§ DATA SHOWN:

---

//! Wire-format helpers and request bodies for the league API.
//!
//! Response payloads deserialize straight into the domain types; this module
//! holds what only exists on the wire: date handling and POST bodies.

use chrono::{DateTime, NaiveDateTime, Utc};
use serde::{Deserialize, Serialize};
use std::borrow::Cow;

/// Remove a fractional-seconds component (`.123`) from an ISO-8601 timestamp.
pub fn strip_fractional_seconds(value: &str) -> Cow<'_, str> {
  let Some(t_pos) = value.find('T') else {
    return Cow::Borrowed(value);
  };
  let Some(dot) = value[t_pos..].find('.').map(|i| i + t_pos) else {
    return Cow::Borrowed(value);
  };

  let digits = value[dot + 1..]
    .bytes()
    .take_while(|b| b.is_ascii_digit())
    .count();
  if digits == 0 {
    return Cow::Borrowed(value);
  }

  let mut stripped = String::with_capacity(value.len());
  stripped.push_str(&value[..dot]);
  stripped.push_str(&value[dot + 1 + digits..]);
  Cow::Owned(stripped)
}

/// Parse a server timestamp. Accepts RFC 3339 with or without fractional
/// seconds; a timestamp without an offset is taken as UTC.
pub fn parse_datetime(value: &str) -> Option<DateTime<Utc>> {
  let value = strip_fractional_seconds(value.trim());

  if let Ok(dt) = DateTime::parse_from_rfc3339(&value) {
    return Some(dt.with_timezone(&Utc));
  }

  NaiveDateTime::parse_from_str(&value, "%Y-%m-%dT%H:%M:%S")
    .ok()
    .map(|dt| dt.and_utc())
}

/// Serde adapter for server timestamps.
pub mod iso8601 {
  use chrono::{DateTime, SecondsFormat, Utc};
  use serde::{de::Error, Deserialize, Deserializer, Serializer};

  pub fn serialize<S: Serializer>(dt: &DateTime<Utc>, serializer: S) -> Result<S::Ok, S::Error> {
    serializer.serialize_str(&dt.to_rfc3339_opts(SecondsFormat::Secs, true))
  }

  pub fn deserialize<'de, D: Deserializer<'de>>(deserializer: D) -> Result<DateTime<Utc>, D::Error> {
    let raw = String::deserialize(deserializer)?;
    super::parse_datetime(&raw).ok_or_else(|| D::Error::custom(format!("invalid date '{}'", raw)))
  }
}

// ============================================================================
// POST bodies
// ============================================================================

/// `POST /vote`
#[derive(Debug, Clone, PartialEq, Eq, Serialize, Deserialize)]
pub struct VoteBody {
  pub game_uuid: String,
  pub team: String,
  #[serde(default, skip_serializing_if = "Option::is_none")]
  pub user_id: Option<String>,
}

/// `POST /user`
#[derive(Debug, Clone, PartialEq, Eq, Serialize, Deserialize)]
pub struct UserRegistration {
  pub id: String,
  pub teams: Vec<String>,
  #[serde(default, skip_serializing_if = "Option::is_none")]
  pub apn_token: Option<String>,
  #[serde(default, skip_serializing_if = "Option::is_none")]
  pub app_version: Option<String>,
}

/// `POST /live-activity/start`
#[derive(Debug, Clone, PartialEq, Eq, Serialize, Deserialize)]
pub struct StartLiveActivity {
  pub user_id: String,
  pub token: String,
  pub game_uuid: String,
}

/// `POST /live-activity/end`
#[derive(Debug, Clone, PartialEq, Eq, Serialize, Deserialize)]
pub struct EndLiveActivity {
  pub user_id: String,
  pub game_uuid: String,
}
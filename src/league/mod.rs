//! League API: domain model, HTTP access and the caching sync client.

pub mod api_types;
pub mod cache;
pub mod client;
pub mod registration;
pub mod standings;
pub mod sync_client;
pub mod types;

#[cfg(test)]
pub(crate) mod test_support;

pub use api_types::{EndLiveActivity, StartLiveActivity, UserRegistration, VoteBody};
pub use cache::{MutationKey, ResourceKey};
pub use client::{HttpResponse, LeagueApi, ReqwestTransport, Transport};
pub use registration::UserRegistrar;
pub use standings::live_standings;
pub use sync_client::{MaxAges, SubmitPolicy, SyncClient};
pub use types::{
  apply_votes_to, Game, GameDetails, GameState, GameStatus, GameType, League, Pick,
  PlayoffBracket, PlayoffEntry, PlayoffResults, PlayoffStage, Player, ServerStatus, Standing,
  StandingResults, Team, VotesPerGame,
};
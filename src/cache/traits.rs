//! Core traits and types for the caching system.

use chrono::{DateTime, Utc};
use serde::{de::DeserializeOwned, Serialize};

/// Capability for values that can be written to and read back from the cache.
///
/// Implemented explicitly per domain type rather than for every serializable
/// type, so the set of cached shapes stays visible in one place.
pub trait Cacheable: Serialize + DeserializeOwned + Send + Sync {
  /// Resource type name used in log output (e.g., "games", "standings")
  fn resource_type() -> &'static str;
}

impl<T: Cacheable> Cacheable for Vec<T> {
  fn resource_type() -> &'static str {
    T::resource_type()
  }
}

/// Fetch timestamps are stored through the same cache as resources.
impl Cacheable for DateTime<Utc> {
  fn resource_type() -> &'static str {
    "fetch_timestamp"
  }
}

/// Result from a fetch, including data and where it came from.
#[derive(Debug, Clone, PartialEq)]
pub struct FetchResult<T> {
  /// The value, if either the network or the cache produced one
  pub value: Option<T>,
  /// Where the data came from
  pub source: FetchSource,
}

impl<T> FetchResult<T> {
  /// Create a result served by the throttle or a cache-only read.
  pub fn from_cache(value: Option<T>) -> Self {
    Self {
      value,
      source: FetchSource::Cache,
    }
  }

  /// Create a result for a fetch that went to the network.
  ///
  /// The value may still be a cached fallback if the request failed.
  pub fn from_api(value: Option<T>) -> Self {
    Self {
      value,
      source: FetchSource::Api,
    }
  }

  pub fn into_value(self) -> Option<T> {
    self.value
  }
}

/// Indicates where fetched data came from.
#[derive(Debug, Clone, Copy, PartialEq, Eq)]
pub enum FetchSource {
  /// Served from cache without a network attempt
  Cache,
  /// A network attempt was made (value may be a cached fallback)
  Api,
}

---

In full and without change, transcribe every line of the records above.

//! Wire-format helpers and request bodies for the league API.
//!
//! Response payloads deserialize straight into the domain types; this module
//! holds what only exists on the wire: date handling and POST bodies.

use chrono::{DateTime, NaiveDateTime, Utc};
use serde::{Deserialize, Serialize};
use std::borrow::Cow;

/// Remove a fractional-seconds component (`.123`) from an ISO-8601 timestamp.
pub fn strip_fractional_seconds(value: &str) -> Cow<'_, str> {
  let Some(t_pos) = value.find('T') else {
    return Cow::Borrowed(value);
  };
  let Some(dot) = value[t_pos..].find('.').map(|i| i + t_pos) else {
    return Cow::Borrowed(value);
  };

  let digits = value[dot + 1..]
    .bytes()
    .take_while(|b| b.is_ascii_digit())
    .count();
  if digits == 0 {
    return Cow::Borrowed(value);
  }

  let mut stripped = String::with_capacity(value.len());
  stripped.push_str(&value[..dot]);
  stripped.push_str(&value[dot + 1 + digits..]);
  Cow::Owned(stripped)
}

/// Parse a server timestamp. Accepts RFC 3339 with or without fractional
/// seconds; a timestamp without an offset is taken as UTC.
pub fn parse_datetime(value: &str) -> Option<DateTime<Utc>> {
  let value = strip_fractional_seconds(value.trim());

  if let Ok(dt) = DateTime::parse_from_rfc3339(&value) {
    return Some(dt.with_timezone(&Utc));
  }

  NaiveDateTime::parse_from_str(&value, "%Y-%m-%dT%H:%M:%S")
    .ok()
    .map(|dt| dt.and_utc())
}

/// Serde adapter for server timestamps.
pub mod iso8601 {
  use chrono::{DateTime, SecondsFormat, Utc};
  use serde::{de::Error, Deserialize, Deserializer, Serializer};

  pub fn serialize<S: Serializer>(dt: &DateTime<Utc>, serializer: S) -> Result<S::Ok, S::Error> {
    serializer.serialize_str(&dt.to_rfc3339_opts(SecondsFormat::Secs, true))
  }

  pub fn deserialize<'de, D: Deserializer<'de>>(deserializer: D) -> Result<DateTime<Utc>, D::Error> {
    let raw = String::deserialize(deserializer)?;
    super::parse_datetime(&raw).ok_or_else(|| D::Error::custom(format!("invalid date '{}'", raw)))
  }
}

// ============================================================================
// POST bodies
// ============================================================================

/// `POST /vote`
#[derive(Debug, Clone, PartialEq, Eq, Serialize, Deserialize)]
pub struct VoteBody {
  pub game_uuid: String,
  pub team: String,
  #[serde(default, skip_serializing_if = "Option::is_none")]
  pub user_id: Option<String>,
}

/// `POST /user`
#[derive(Debug, Clone, PartialEq, Eq, Serialize, Deserialize)]
pub struct UserRegistration {
  pub id: String,
  pub teams: Vec<String>,
  #[serde(default, skip_serializing_if = "Option::is_none")]
  pub apn_token: Option<String>,
  #[serde(default, skip_serializing_if = "Option::is_none")]
  pub app_version: Option<String>,
}

/// `POST /live-activity/start`
#[derive(Debug, Clone, PartialEq, Eq, Serialize, Deserialize)]
pub struct StartLiveActivity {
  pub user_id: String,
  pub token: String,
  pub game_uuid: String,
}

/// `POST /live-activity/end`
#[derive(Debug, Clone, PartialEq, Eq, Serialize, Deserialize)]
pub struct EndLiveActivity {
  pub user_id: String,
  pub game_uuid: String,
}
filename src/league/mod.rs
//! League API: domain model, HTTP access and the caching sync client.

pub mod api_types;
pub mod cache;
pub mod client;
pub mod registration;
pub mod standings;
pub mod sync_client;
pub mod types;

#[cfg(test)]
pub(crate) mod test_support;

pub use api_types::{EndLiveActivity, StartLiveActivity, UserRegistration, VoteBody};
pub use cache::{MutationKey, ResourceKey};
pub use client::{HttpResponse, LeagueApi, ReqwestTransport, Transport};
pub use registration::UserRegistrar;
pub use standings::live_standings;
pub use sync_client::{MaxAges, SubmitPolicy, SyncClient};
pub use types::{
  apply_votes_to, Game, GameDetails, GameState, GameStatus, GameType, League, Pick,
  PlayoffBracket, PlayoffEntry, PlayoffResults, PlayoffStage, Player, ServerStatus, Standing,
  StandingResults, Team, VotesPerGame,
};
filename src/cache/traits.rs
//! Core traits and types for the caching system.

use chrono::{DateTime, Utc};
use serde::{de::DeserializeOwned, Serialize};

/// Capability for values that can be written to and read back from the cache.
///
/// Implemented explicitly per domain type rather than for every serializable
/// type, so the set of cached shapes stays visible in one place.
pub trait Cacheable: Serialize + DeserializeOwned + Send + Sync {
  /// Resource type name used in log output (e.g., "games", "standings")
  fn resource_type() -> &'static str;
}

impl<T: Cacheable> Cacheable for Vec<T> {
  fn resource_type() -> &'static str {
    T::resource_type()
  }
}

/// Fetch timestamps are stored through the same cache as resources.
impl Cacheable for DateTime<Utc> {
  fn resource_type() -> &'static str {
    "fetch_timestamp"
  }
}

/// Result from a fetch, including data and where it came from.
#[derive(Debug, Clone, PartialEq)]
pub struct FetchResult<T> {
  /// The value, if either the network or the cache produced one
  pub value: Option<T>,
  /// Where the data came from
  pub source: FetchSource,
}

impl<T> FetchResult<T> {
  /// Create a result served by the throttle or a cache-only read.
  pub fn from_cache(value: Option<T>) -> Self {
    Self {
      value,
      source: FetchSource::Cache,
    }
  }

  /// Create a result for a fetch that went to the network.
  ///
  /// The value may still be a cached fallback if the request failed.
  pub fn from_api(value: Option<T>) -> Self {
    Self {
      value,
      source: FetchSource::Api,
    }
  }

  pub fn into_value(self) -> Option<T> {
    self.value
  }
}

/// Indicates where fetched data came from.
#[derive(Debug, Clone, Copy, PartialEq, Eq)]
pub enum FetchSource {
  /// Served from cache without a network attempt
  Cache,
  /// A network attempt was made (value may be a cached fallback)
  Api,
}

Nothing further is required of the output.